Oui, il répondait de la tête, avec des regards défiants. Il refusait de s’expliquer en présence des quelques porions qui écoutaient, il emmena son oncle à dix mètres ne se jugea pas assez loin, recula encore; puis, très bas, à l’oreille, il lui dit enfin l’attentat, les planches trouées et sciées, la fosse saignée au cou et râlant. Devenu blême, le directeur baissait aussi la voix, dans le besoin instinctif qui fait le silence sur la monstruosité des grandes débauches et des grands crimes. Il était inutile d’avoir l’air de trembler devant les dix mille ouvriers de Montsou: plus tard, on verrait. Et tous deux continuaient à chuchoter, atterrés qu’un homme eût trouvé le courage de descendre, de se pendre au milieu du vide, de risquer sa vie vingt fois, pour cette effroyable besogne. Ils ne comprenaient même pas cette bravoure folle dans la destruction, ils refusaient de croire malgré l’évidence, comme on doute de ces histoires d’évasions célèbres, de ces prisonniers envolés par des fenêtres, à trente mètres du sol.
Lorsque M. Hennebeau se rapprocha des porions, un tic nerveux tirait son visage. Il eut un geste de désespoir, il donna l’ordre d’évacuer la fosse tout de suite. Ce fut une sortie lugubre d’enterrement, un abandon muet, avec des coups d’œil en arrière sur ces grands corps de briques, vides et encore debout, que rien désormais ne pouvait sauver.
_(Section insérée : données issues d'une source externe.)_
//! Field validation applied before anything is written to storage

use crate::error::{LogisticsError, Result};
use logistics_types::{ClientFields, ContactPerson, RequestFields, ShipmentFields};
use once_cell::sync::Lazy;
use regex::Regex;
use rust_decimal::Decimal;

static EMAIL_RE: Lazy<Regex> = Lazy::new(|| {
    Regex::new(r"^[^\s@]+@[\p{L}\p{N}\-]+(\.[\p{L}\p{N}\-]+)*\.\p{L}{2,}$")
        .expect("email regex is valid")
});

// Column limits
const NAME_MAX: usize = 255;
const TAX_ID_MAX: usize = 20;
const PHONE_MAX: usize = 50;
const ACCOUNT_MAX: usize = 50;
const COUNTRY_MAX: usize = 100;
const MANAGER_MAX: usize = 100;
const SHORT_TEXT_MAX: usize = 100;

/// Collects every problem with a record so the operator sees them at once
#[derive(Debug, Default)]
pub struct Validator {
    errors: Vec<String>,
}

impl Validator {
    pub fn new() -> Self {
        Self::default()
    }

    pub fn required(&mut self, field: &str, value: &str) -> &mut Self {
        if value.trim().is_empty() {
            self.errors.push(format!("{} is required", field));
        }
        self
    }

    pub fn max_chars(&mut self, field: &str, value: &str, limit: usize) -> &mut Self {
        let len = value.chars().count();
        if len > limit {
            self.errors.push(format!(
                "{} is too long ({} characters, at most {})",
                field, len, limit
            ));
        }
        self
    }

    /// Empty is allowed; anything else must look like an address
    pub fn email(&mut self, field: &str, value: &str) -> &mut Self {
        if !value.is_empty() && !is_valid_email(value) {
            self.errors
                .push(format!("{} is not a valid email address: '{}'", field, value));
        }
        self
    }

    /// Non-negative, at most `decimal_places` fractional digits and
    /// `max_digits` digits in total
    pub fn decimal(
        &mut self,
        field: &str,
        value: Option<Decimal>,
        max_digits: u32,
        decimal_places: u32,
    ) -> &mut Self {
        let Some(value) = value else {
            return self;
        };

        if value.is_sign_negative() && !value.is_zero() {
            self.errors.push(format!("{} must not be negative", field));
            return self;
        }

        let normalized = value.normalize();
        if normalized.scale() > decimal_places {
            self.errors.push(format!(
                "{} allows at most {} decimal places",
                field, decimal_places
            ));
        }

        let integer_digits = integer_digit_count(normalized);
        if integer_digits > max_digits - decimal_places {
            self.errors.push(format!(
                "{} allows at most {} digits before the decimal point",
                field,
                max_digits - decimal_places
            ));
        }
        self
    }

    pub fn positive(&mut self, field: &str, value: Option<i64>) -> &mut Self {
        if matches!(value, Some(v) if v <= 0) {
            self.errors.push(format!("{} must be positive", field));
        }
        self
    }

    pub fn finish(&mut self) -> Result<()> {
        if self.errors.is_empty() {
            Ok(())
        } else {
            Err(LogisticsError::Validation(self.errors.join("; ")))
        }
    }
}

pub fn is_valid_email(value: &str) -> bool {
    EMAIL_RE.is_match(value)
}

fn integer_digit_count(value: Decimal) -> u32 {
    let integer = value.trunc().abs().to_string();
    integer.trim_start_matches('0').len() as u32
}

fn contact(v: &mut Validator, prefix: &str, person: &ContactPerson) {
    v.max_chars(&format!("{} name", prefix), &person.name, NAME_MAX)
        .max_chars(&format!("{} phone", prefix), &person.phone, PHONE_MAX)
        .email(&format!("{} email", prefix), &person.email);
}

pub fn validate_client(fields: &ClientFields) -> Result<()> {
    let mut v = Validator::new();
    v.required("name", &fields.name)
        .max_chars("name", &fields.name, NAME_MAX)
        .max_chars("inn", &fields.inn, TAX_ID_MAX)
        .max_chars("kpp", &fields.kpp, TAX_ID_MAX)
        .max_chars("ogrn", &fields.ogrn, TAX_ID_MAX)
        .max_chars("company phone", &fields.company_phone, PHONE_MAX)
        .email("company email", &fields.company_email)
        .max_chars("director", &fields.director, NAME_MAX)
        .max_chars("bank name", &fields.bank.bank_name, NAME_MAX)
        .max_chars("bik", &fields.bank.bik, TAX_ID_MAX)
        .max_chars(
            "correspondent account",
            &fields.bank.correspondent_account,
            ACCOUNT_MAX,
        )
        .max_chars("payment account", &fields.bank.payment_account, ACCOUNT_MAX);
    contact(&mut v, "contact person 1", &fields.primary_contact);
    contact(&mut v, "contact person 2", &fields.secondary_contact);
    v.finish()
}

pub fn validate_request(fields: &RequestFields) -> Result<()> {
    Validator::new()
        .required("consignor", &fields.consignor)
        .required("country of origin", &fields.country_of_origin)
        .max_chars("country of origin", &fields.country_of_origin, COUNTRY_MAX)
        .decimal("gross weight", fields.gross_weight, 10, 2)
        .decimal("volume", fields.volume, 10, 2)
        .decimal("declared value", fields.declared_value, 15, 2)
        .max_chars("manager", &fields.manager, MANAGER_MAX)
        .positive("shipment number", fields.shipment_number)
        .finish()
}

pub fn validate_shipment(fields: &ShipmentFields) -> Result<()> {
    Validator::new()
        .max_chars("document number", &fields.document_number, SHORT_TEXT_MAX)
        .max_chars("carrier", &fields.carrier, NAME_MAX)
        .max_chars("tracking number", &fields.tracking_number, SHORT_TEXT_MAX)
        .max_chars(
            "customs declaration",
            &fields.customs_declaration,
            SHORT_TEXT_MAX,
        )
        .finish()
}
Et, comme le directeur et l’ingénieur descendaient les derniers de la recette, la foule les accueillit de sa clameur, répétée obstinément.
– Les noms! les noms! dites les noms!
Maintenant, la Maheude était là, parmi les femmes. Elle se rappelait le bruit de la nuit, sa fille et le logeur avaient dû partir ensemble, ils se trouvaient pour sûr au fond; et, après avoir crié que c’était bien fait, qu’ils méritaient d’y rester, les sans-cœur, les lâches, elle était accourue, elle se tenait au premier rang, grelottante d’angoisse. D’ailleurs, elle n’osait plus douter, la discussion qui s’élevait autour d’elle sur les noms la renseignait. Oui, oui, Catherine y était, Etienne aussi, un camarade les avait vus. Mais, au sujet des autres, l’accord ne se faisait toujours pas. Non, pas celui-ci, celui-là au contraire, peut-être Chaval, avec lequel pourtant un galibot jurait d’être remonté. La Levaque et la Pierronne, bien qu’elles n’eussent personne en péril, s’acharnaient, se lamentaient aussi fort que les autres. Sorti un des premiers, Zacharie, malgré son air de se moquer de tout, avait embrassé en pleurant sa femme et sa mère; et, demeuré près de celle-ci, il grelottait avec elle, montrant pour sa sœur un débordement inattendu de tendresse, refusant de la croire là-bas, tant que les chefs ne l’auraient pas constaté officiellement.